Extract from the listing each line in which the word "crate" appears.
++++ SUPPLIED DATA
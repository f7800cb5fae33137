//! Pieces of a prediction response

use super::scoring_model::ModelVersion;
use serde::{Deserialize, Serialize};
use std::collections::BTreeMap;

/// Scores produced by one model version, keyed by label
#[derive(Debug, Clone, PartialEq, Default, Serialize, Deserialize)]
#[serde(rename_all = "camelCase")]
pub struct ModelScores {
    #[serde(default, skip_serializing_if = "Option::is_none")]
    pub model_version: Option<ModelVersion>,

    #[serde(default, deserialize_with = "crate::map::deserialize_unique")]
    pub scores: BTreeMap<String, f32>,
}

impl ModelScores {
    pub fn score(&self, label: &str) -> Option<f32> {
        self.scores.get(label).copied()
    }
}

/// Outcomes produced by one matched rule
#[derive(Debug, Clone, PartialEq, Eq, Hash, Default, Serialize, Deserialize)]
#[serde(rename_all = "camelCase")]
pub struct RuleResult {
    #[serde(default, skip_serializing_if = "Option::is_none")]
    pub rule_id: Option<String>,

    #[serde(default)]
    pub outcomes: Vec<String>,
}
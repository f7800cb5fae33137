//! Closed vocabularies used on the wire
//!
//! Every enumeration serializes to the exact literal the service expects and
//! parses back with [`std::str::FromStr`], failing with
//! [`ValidationError::InvalidEnumValue`](crate::error::ValidationError) on an
//! unknown literal.

/// Declare a string-backed enumeration with its wire literals.
macro_rules! wire_enum {
    (
        $(#[$meta:meta])*
        pub enum $name:ident {
            $( $(#[$vmeta:meta])* $variant:ident => $wire:literal ),+ $(,)?
        }
    ) => {
        $(#[$meta])*
        #[derive(
            Debug, Clone, Copy, PartialEq, Eq, Hash, PartialOrd, Ord,
            serde::Serialize, serde::Deserialize,
        )]
        pub enum $name {
            $( $(#[$vmeta])* #[serde(rename = $wire)] $variant, )+
        }

        impl $name {
            /// Every variant, in declaration order
            pub const ALL: &'static [$name] = &[$($name::$variant),+];

            /// The wire literal for this variant
            pub fn as_str(self) -> &'static str {
                match self {
                    $($name::$variant => $wire,)+
                }
            }

            /// Comma-separated list of accepted literals
            pub fn allowed_values() -> String {
                [$($wire),+].join(", ")
            }
        }

        impl std::fmt::Display for $name {
            fn fmt(&self, f: &mut std::fmt::Formatter<'_>) -> std::fmt::Result {
                f.write_str(self.as_str())
            }
        }

        impl std::str::FromStr for $name {
            type Err = $crate::error::ValidationError;

            fn from_str(s: &str) -> Result<Self, Self::Err> {
                match s {
                    $($wire => Ok($name::$variant),)+
                    other => {
                        log::debug!("unknown {} literal '{}'", stringify!($name), other);
                        Err($crate::error::ValidationError::InvalidEnumValue {
                            field: stringify!($name).to_string(),
                            value: other.to_string(),
                            allowed: Self::allowed_values(),
                        })
                    }
                }
            }
        }
    };
}

pub mod status;
pub mod vocabulary;

pub use status::{DetectorVersionStatus, ModelVersionStatus};
pub use vocabulary::{
    DataSource, DataType, Language, ModelEndpointStatus, ModelInputDataFormat,
    ModelOutputDataFormat, ModelSource, ModelTypeEnum, RuleExecutionMode, TrainingDataSourceEnum,
};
++++++++
# TASK OUTPUT:
    #[serde(default, deserialize_with = "crate::map::deserialize_unique")]
//! [`ValidationError::InvalidEnumValue`](crate::error::ValidationError) on an
            type Err = $crate::error::ValidationError;
                        Err($crate::error::ValidationError::InvalidEnumValue {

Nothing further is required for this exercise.